Using function notation, this means the following:

If $f$ and $g$ are inverses, then both of the following will be true:

• $f(g(x)) = x$
• $g(f(x)) = x$

This is because whatever the inside function did with the input $x\text{,}$ the outside function undid that action.

If a function $f$ has an inverse function $f^{-1}\text{,}$ then we say that the function $f$ is invertible (also called one-to-one).

###### Example7.3.8

The functions $f(x) = 2^x + 1$ and $g(x) = \log_{2}(x - 1)$ are inverses.

In order to show this, we would use function composition to show that both of the conditions above are true.

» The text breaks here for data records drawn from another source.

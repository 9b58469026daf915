//! Ledger state transitions.
//!
//! A [`UserLedger`] is a snapshot of one user's balance and transactions. Every operation works on
//! that snapshot and returns a [`LedgerUpdate`]: the complete set of rows to write back in one
//! atomic commit. The update carries the version of the snapshot it was computed from, so the store
//! can refuse it if anything changed in between.

use chrono::{DateTime, Utc};
use rust_decimal::Decimal;
use serde::{Deserialize, Serialize};
use serde_json::json;
use uuid::Uuid;

use super::{
    points::{ensure_positive, PaymentLink},
    InvalidAmount, Metadata, PointsTransaction, PointsTransactionPayment, TransactionStatus,
    to_metadata, TransactionType, UserPoints, UserProfile,
};

#[derive(Debug, Clone, PartialEq, thiserror::Error)]
pub enum LedgerError {
    #[error("insufficient balance: {available} available, {requested} requested")]
    InsufficientBalance {
        available: Decimal,
        requested: Decimal,
    },

    /// The balance covers the request but the earnings it can be drawn from do not
    #[error("insufficient reservable funds: {reservable} reservable across transactions, {available_points} available points, {requested} requested")]
    InsufficientReservableFunds {
        available_points: Decimal,
        reservable: Decimal,
        requested: Decimal,
    },

    #[error("points transaction {0} does not exist for this user")]
    UnknownTransaction(Uuid),

    #[error(transparent)]
    InvalidAmount(#[from] InvalidAmount),
}

/// Earnings that can be credited to a user
#[derive(Debug, Clone, Copy, PartialEq, Eq, Serialize, Deserialize)]
#[serde(rename_all = "SCREAMING_SNAKE_CASE")]
pub enum Earning {
    BinaryCommission,
    DirectBonus,
    LotBinaryCommission,
    LotDirectBonus,
}

impl Earning {
    pub fn transaction_type(self) -> TransactionType {
        match self {
            Earning::BinaryCommission => TransactionType::BinaryCommission,
            Earning::DirectBonus => TransactionType::DirectBonus,
            Earning::LotBinaryCommission => TransactionType::LotBinaryCommission,
            Earning::LotDirectBonus => TransactionType::LotDirectBonus,
        }
    }
}

/// Amount drawn from one transaction by a withdrawal
#[derive(Debug, Clone, Copy, PartialEq, Serialize, Deserialize)]
pub struct Allocation {
    pub points_transaction_id: Uuid,
    pub amount_used: Decimal,
}

/// Allocation along with the state of the transaction right after the reservation
#[derive(Debug, Clone, PartialEq, Serialize)]
pub struct ReservedTransaction {
    pub points_transaction_id: Uuid,
    #[serde(rename = "type")]
    pub transaction_type: TransactionType,
    pub amount: Decimal,
    pub pending_amount: Decimal,
    pub amount_used: Decimal,
    pub created_at: DateTime<Utc>,
}

impl From<&ReservedTransaction> for Allocation {
    fn from(reserved: &ReservedTransaction) -> Self {
        Self {
            points_transaction_id: reserved.points_transaction_id,
            amount_used: reserved.amount_used,
        }
    }
}

/// Rows to write back for one ledger operation
#[derive(Debug, Clone, PartialEq)]
pub struct LedgerUpdate {
    pub user_id: Uuid,
    /// Version of the snapshot this update was computed from
    pub expected_version: u64,
    pub points: UserPoints,
    /// New or modified transactions
    pub upserted: Vec<PointsTransaction>,
    pub removed: Vec<Uuid>,
    pub payments: Vec<PointsTransactionPayment>,
}

#[derive(Debug, Clone, PartialEq)]
pub struct Credit {
    pub transaction: PointsTransaction,
    pub update: LedgerUpdate,
}

#[derive(Debug, Clone, PartialEq)]
pub struct Reservation {
    pub reserved: Vec<ReservedTransaction>,
    pub withdrawal_transaction_id: Uuid,
    pub update: LedgerUpdate,
}

/// Result of approving or rejecting a withdrawal
#[derive(Debug, Clone, PartialEq)]
pub struct Resolution {
    /// Placeholder withdrawal transaction that was closed, if one was found
    pub withdrawal_transaction_id: Option<Uuid>,
    pub update: LedgerUpdate,
}

#[derive(Debug, Clone, PartialEq)]
pub struct Rollback {
    pub restored: Decimal,
    /// Allocations that pointed at transactions this user does not have
    pub skipped: Vec<Uuid>,
    pub removed_withdrawal: Option<Uuid>,
    pub update: LedgerUpdate,
}

#[derive(Debug, Clone, PartialEq)]
pub struct UserLedger {
    pub points: UserPoints,
    pub transactions: Vec<PointsTransaction>,
}

impl UserLedger {
    /// Ledger of a user that has never been stored
    pub fn empty(profile: &UserProfile, now: DateTime<Utc>) -> Self {
        Self {
            points: UserPoints::new(profile, now),
            transactions: Vec::new(),
        }
    }

    pub fn profile(&self) -> UserProfile {
        UserProfile {
            user_id: self.points.user_id,
            email: self.points.user_email.clone(),
            name: self.points.user_name.clone(),
        }
    }

    pub fn transaction(&self, id: Uuid) -> Option<&PointsTransaction> {
        self.transactions.iter().find(|t| t.id == id)
    }

    /// Sum of what withdrawals could still draw from
    pub fn reservable(&self) -> Decimal {
        self.transactions
            .iter()
            .filter(|t| t.is_reservable())
            .map(|t| t.available().max(Decimal::ZERO))
            .sum()
    }

    /// Most recent withdrawal still waiting for review
    pub fn latest_pending_withdrawal(&self) -> Option<&PointsTransaction> {
        self.transactions
            .iter()
            .filter(|t| {
                t.transaction_type == TransactionType::Withdrawal
                    && t.status == TransactionStatus::Pending
            })
            .max_by_key(|t| t.created_at)
    }

    fn update(&self, points: UserPoints) -> LedgerUpdate {
        LedgerUpdate {
            user_id: self.points.user_id,
            expected_version: self.points.version(),
            points,
            upserted: Vec::new(),
            removed: Vec::new(),
            payments: Vec::new(),
        }
    }

    /// Credit earned points and record them as a completed transaction
    pub fn credit(
        &self,
        earning: Earning,
        amount: Decimal,
        metadata: Metadata,
        payments: Vec<PaymentLink>,
        now: DateTime<Utc>,
    ) -> Result<Credit, LedgerError> {
        let mut points = self.points.clone();
        match earning {
            Earning::BinaryCommission | Earning::DirectBonus => points.credit(amount)?,
            Earning::LotBinaryCommission | Earning::LotDirectBonus => points.credit_lot(amount)?,
        }

        let transaction = PointsTransaction::new(
            &self.profile(),
            earning.transaction_type(),
            amount,
            TransactionStatus::Completed,
            metadata,
            now,
        )?;
        let payments = payments
            .into_iter()
            .map(|link| PointsTransactionPayment::new(transaction.id, link, now))
            .collect::<Result<Vec<_>, _>>()?;

        let mut update = self.update(points);
        update.upserted.push(transaction.clone());
        update.payments = payments;
        Ok(Credit {
            transaction,
            update,
        })
    }

    fn ensure_balance(&self, amount: Decimal) -> Result<(), LedgerError> {
        if !self.points.can_withdraw(amount) {
            return Err(LedgerError::InsufficientBalance {
                available: self.points.available_points(),
                requested: amount,
            });
        }
        Ok(())
    }

    /// Spend points from the available balance
    pub fn debit(
        &self,
        amount: Decimal,
        metadata: Metadata,
        payment: Option<PaymentLink>,
        now: DateTime<Utc>,
    ) -> Result<Credit, LedgerError> {
        ensure_positive(amount)?;
        self.ensure_balance(amount)?;

        let mut points = self.points.clone();
        points.debit(amount)?;
        let transaction = PointsTransaction::new(
            &self.profile(),
            TransactionType::PaymentDeduction,
            amount,
            TransactionStatus::Completed,
            metadata,
            now,
        )?;
        let payments = payment
            .map(|link| PointsTransactionPayment::new(transaction.id, link, now))
            .transpose()?;

        let mut update = self.update(points);
        update.upserted.push(transaction.clone());
        update.payments.extend(payments);
        Ok(Credit {
            transaction,
            update,
        })
    }

    /// Hold `amount` for a withdrawal, drawing from the oldest earnings first
    pub fn reserve(&self, amount: Decimal, now: DateTime<Utc>) -> Result<Reservation, LedgerError> {
        ensure_positive(amount)?;
        self.ensure_balance(amount)?;
        let available_before = self.points.available_points();

        let mut eligible: Vec<&PointsTransaction> =
            self.transactions.iter().filter(|t| t.is_reservable()).collect();
        // Stable, so equal timestamps keep their insertion order
        eligible.sort_by_key(|t| t.created_at);

        let mut remaining = amount;
        let mut touched = Vec::new();
        let mut reserved = Vec::new();
        for transaction in eligible {
            if remaining <= Decimal::ZERO {
                break;
            }
            let available = transaction.available();
            if available <= Decimal::ZERO {
                continue;
            }

            let deduct = remaining.min(available);
            let mut transaction = transaction.clone();
            transaction.reserve(deduct)?;
            reserved.push(ReservedTransaction {
                points_transaction_id: transaction.id,
                transaction_type: transaction.transaction_type,
                amount: transaction.amount(),
                pending_amount: transaction.pending_amount(),
                amount_used: deduct,
                created_at: transaction.created_at,
            });
            touched.push(transaction);
            remaining -= deduct;
        }

        if remaining > Decimal::ZERO {
            return Err(LedgerError::InsufficientReservableFunds {
                available_points: available_before,
                reservable: amount - remaining,
                requested: amount,
            });
        }

        let mut points = self.points.clone();
        points.reserve_withdrawal(amount)?;
        let withdrawal = PointsTransaction::new(
            &self.profile(),
            TransactionType::Withdrawal,
            amount,
            TransactionStatus::Pending,
            to_metadata(json!({
                "requestedAmount": amount,
                "availablePointsBefore": available_before,
                "requestedAt": now,
            })),
            now,
        )?;

        let withdrawal_transaction_id = withdrawal.id;
        let mut update = self.update(points);
        update.upserted = touched;
        update.upserted.push(withdrawal);
        Ok(Reservation {
            reserved,
            withdrawal_transaction_id,
            update,
        })
    }

    /// Turn reserved amounts into withdrawn amounts and complete the pending withdrawal
    pub fn approve(
        &self,
        allocations: &[Allocation],
        notes: Metadata,
    ) -> Result<Resolution, LedgerError> {
        let mut touched = Vec::new();
        for allocation in allocations {
            let index = self
                .working_index(&mut touched, allocation.points_transaction_id)
                .ok_or(LedgerError::UnknownTransaction(
                    allocation.points_transaction_id,
                ))?;
            touched[index].settle(allocation.amount_used)?;
        }

        let withdrawal_transaction_id =
            self.resolve_withdrawal(&mut touched, TransactionStatus::Completed, notes);

        let mut update = self.update(self.points.clone());
        update.upserted = touched;
        Ok(Resolution {
            withdrawal_transaction_id,
            update,
        })
    }

    /// Release reserved amounts, cancel the pending withdrawal and give the points back
    pub fn reject(
        &self,
        amount: Decimal,
        allocations: &[Allocation],
        notes: Metadata,
    ) -> Result<Resolution, LedgerError> {
        let mut touched = Vec::new();
        for allocation in allocations {
            let index = self
                .working_index(&mut touched, allocation.points_transaction_id)
                .ok_or(LedgerError::UnknownTransaction(
                    allocation.points_transaction_id,
                ))?;
            touched[index].release_all();
        }

        let withdrawal_transaction_id =
            self.resolve_withdrawal(&mut touched, TransactionStatus::Cancelled, notes);

        let mut points = self.points.clone();
        points.restore_withdrawal(amount)?;

        let mut update = self.update(points);
        update.upserted = touched;
        Ok(Resolution {
            withdrawal_transaction_id,
            update,
        })
    }

    /// Undo a reservation whose withdrawal never reached a review decision
    ///
    /// Only the recorded amounts are subtracted, so other reservations on the same transactions
    /// stay in place.
    pub fn rollback(&self, allocations: &[Allocation]) -> Result<Rollback, LedgerError> {
        let mut touched = Vec::new();
        let mut skipped = Vec::new();
        let mut restored = Decimal::ZERO;
        for allocation in allocations {
            match self.working_index(&mut touched, allocation.points_transaction_id) {
                Some(index) => {
                    touched[index].release(allocation.amount_used)?;
                    restored += allocation.amount_used;
                }
                None => skipped.push(allocation.points_transaction_id),
            }
        }

        let mut points = self.points.clone();
        points.restore_withdrawal_floored(restored)?;

        let removed_withdrawal = self
            .transactions
            .iter()
            .filter(|t| {
                t.transaction_type == TransactionType::Withdrawal
                    && t.status == TransactionStatus::Pending
                    && t.amount() == restored
            })
            .max_by_key(|t| t.created_at)
            .map(|t| t.id);

        let mut update = self.update(points);
        update.upserted = touched;
        update.removed.extend(removed_withdrawal);
        Ok(Rollback {
            restored,
            skipped,
            removed_withdrawal,
            update,
        })
    }

    fn resolve_withdrawal(
        &self,
        touched: &mut Vec<PointsTransaction>,
        status: TransactionStatus,
        notes: Metadata,
    ) -> Option<Uuid> {
        let id = self.latest_pending_withdrawal()?.id;
        let index = self.working_index(touched, id)?;
        touched[index].resolve(status, notes);
        Some(id)
    }

    /// Position of the working copy of a transaction, cloning it into `touched` on first use
    fn working_index(&self, touched: &mut Vec<PointsTransaction>, id: Uuid) -> Option<usize> {
        if let Some(index) = touched.iter().position(|t| t.id == id) {
            return Some(index);
        }
        let transaction = self.transaction(id)?;
        touched.push(transaction.clone());
        Some(touched.len() - 1)
    }
}
use rust_decimal::Decimal;
use rust_decimal_macros::dec;
use serde::Serialize;

/// A volume cap unlocked by a minimum number of active direct referrals
#[derive(Debug, Clone, Copy, PartialEq)]
pub struct VolumeTier {
    pub min_directs: u32,
    pub max_volume: Decimal,
    pub description: &'static str,
}

/// Tiers ordered by `min_directs`, highest first
pub const VOLUME_TIERS: [VolumeTier; 4] = [
    VolumeTier {
        min_directs: 5,
        max_volume: dec!(250000),
        description: "5 or more active directs - limit 250,000",
    },
    VolumeTier {
        min_directs: 4,
        max_volume: dec!(150000),
        description: "4 active directs - limit 150,000",
    },
    VolumeTier {
        min_directs: 3,
        max_volume: dec!(50000),
        description: "3 active directs - limit 50,000",
    },
    VolumeTier {
        min_directs: 2,
        max_volume: dec!(12500),
        description: "2 active directs - limit 12,500",
    },
];

pub const NO_LIMIT_DESCRIPTION: &str = "no volume limit applied";

#[derive(Debug, Clone, PartialEq, Serialize)]
pub struct VolumeLimit {
    pub effective_volume: Decimal,
    pub limit_applied: bool,
    pub limit_description: &'static str,
}

/// The tier that applies to `active_directs`, if any
pub fn tier_for(active_directs: u32) -> Option<&'static VolumeTier> {
    VOLUME_TIERS
        .iter()
        .filter(|tier| active_directs >= tier.min_directs)
        .max_by_key(|tier| tier.min_directs)
}

/// Cap `raw_volume` according to the number of active direct referrals
///
/// Below two active directs there is no cap at all.
pub fn effective_volume(raw_volume: Decimal, active_directs: u32) -> VolumeLimit {
    let tier = tier_for(active_directs);
    let effective_volume = match tier {
        Some(tier) => raw_volume.min(tier.max_volume),
        None => raw_volume,
    };

    VolumeLimit {
        effective_volume,
        limit_applied: effective_volume < raw_volume,
        limit_description: tier.map_or(NO_LIMIT_DESCRIPTION, |tier| tier.description),
    }
}
use std::{
    future::Future,
    pin::Pin,
    task::{Context, Poll},
};

use crate::{
    domain::{
        PointsPool, PointsTransaction, PointsTransactionPayment, TransactionStatus, TransactionType,
    },
    ports::{
        database::{DatabasePort, TransactionFilter},
        directory::DirectoryPort,
        membership::MembershipPort,
    },
};
use chrono::{DateTime, NaiveDate, NaiveTime, Utc};
use serde::Serialize;
use tower::Service;
use uuid::Uuid;

use super::{DomainLogic, Error};

/// Ledger history of a user
///
/// Dates are calendar days in UTC; `end_date` includes the whole day.
#[derive(Debug, Clone, Default, PartialEq)]
pub struct GetPointsTransactionsRequest {
    pub user_id: Uuid,
    pub transaction_type: Option<TransactionType>,
    pub status: Option<TransactionStatus>,
    pub pool: Option<PointsPool>,
    pub start_date: Option<NaiveDate>,
    pub end_date: Option<NaiveDate>,
}

impl GetPointsTransactionsRequest {
    fn filter(&self) -> TransactionFilter {
        TransactionFilter {
            user_id: Some(self.user_id),
            transaction_type: self.transaction_type,
            status: self.status,
            pool: self.pool,
            created_from: self.start_date.map(start_of_day),
            created_until: self.end_date.map(end_of_day),
        }
    }
}

fn start_of_day(date: NaiveDate) -> DateTime<Utc> {
    date.and_time(NaiveTime::MIN).and_utc()
}

fn end_of_day(date: NaiveDate) -> DateTime<Utc> {
    let last = NaiveTime::from_hms_nano_opt(23, 59, 59, 999_999_999).unwrap_or(NaiveTime::MIN);
    date.and_time(last).and_utc()
}

#[derive(Debug, Clone, Copy, PartialEq, Eq)]
pub struct GetTransactionPaymentsRequest {
    pub transaction_id: Uuid,
    pub user_id: Uuid,
}

#[derive(Debug, Clone, PartialEq, Serialize)]
pub struct TransactionPaymentsResponse {
    pub transaction: PointsTransaction,
    pub payments: Vec<PointsTransactionPayment>,
}

impl<D, U, M> Service<GetPointsTransactionsRequest> for DomainLogic<D, U, M>
where
    D: DatabasePort + 'static,
    U: DirectoryPort + 'static,
    M: MembershipPort + 'static,
{
    type Response = Vec<PointsTransaction>;
    type Error = Error;
    type Future = Pin<Box<dyn Future<Output = Result<Self::Response, Self::Error>> + Send>>;

    fn poll_ready(&mut self, _cx: &mut Context<'_>) -> Poll<Result<(), Self::Error>> {
        Poll::Ready(Ok(()))
    }

    fn call(&mut self, req: GetPointsTransactionsRequest) -> Self::Future {
        let database = self.database.clone();
        Box::pin(async move {
            if let (Some(start), Some(end)) = (req.start_date, req.end_date) {
                if start > end {
                    return Err(Error::InvalidState(
                        format!("start date {start} is after end date {end}").into(),
                    ));
                }
            }
            Ok(database.list_transactions(req.filter()).await?)
        })
    }
}

impl<D, U, M> Service<GetTransactionPaymentsRequest> for DomainLogic<D, U, M>
where
    D: DatabasePort + 'static,
    U: DirectoryPort + 'static,
    M: MembershipPort + 'static,
{
    type Response = TransactionPaymentsResponse;
    type Error = Error;
    type Future = Pin<Box<dyn Future<Output = Result<Self::Response, Self::Error>> + Send>>;

    fn poll_ready(&mut self, _cx: &mut Context<'_>) -> Poll<Result<(), Self::Error>> {
        Poll::Ready(Ok(()))
    }

    fn call(&mut self, req: GetTransactionPaymentsRequest) -> Self::Future {
        let database = self.database.clone();
        Box::pin(async move {
            // Transactions of other users are reported as missing
            let transaction = database
                .get_transaction(req.transaction_id)
                .await?
                .filter(|t| t.user_id == req.user_id)
                .ok_or_else(|| {
                    Error::NotFound(format!("points transaction {}", req.transaction_id).into())
                })?;
            let payments = database.list_transaction_payments(transaction.id).await?;

            Ok(TransactionPaymentsResponse {
                transaction,
                payments,
            })
        })
    }
}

\begin{align*} f(g(x)) \amp= f(\log_{2}(x - 1))\\ \amp= 2^{\log_{2}(x - 1)} + 1\\ \amp= (x - 1) + 1\\ \amp= x \end{align*}

This shows that $f(g(x)) = x\text{.}$ Similarly, we have:

\begin{align*} g(f(x)) \amp= g(2^x+1)\\ \amp= \log_{2}\left((2^x+1)-1\right)\\ \amp= \log_{2}\left(2^x\right)\\ \amp= x \end{align*}

This shows that $g(f(x)) = x\text{.}$

##### Notation

If $h(x)$ is a function, then its inverse is called $h^{-1}\text{.}$ This notation does not mean that $h$ is being raised to a negative exponent — rather, it is just special notation for an inverse function.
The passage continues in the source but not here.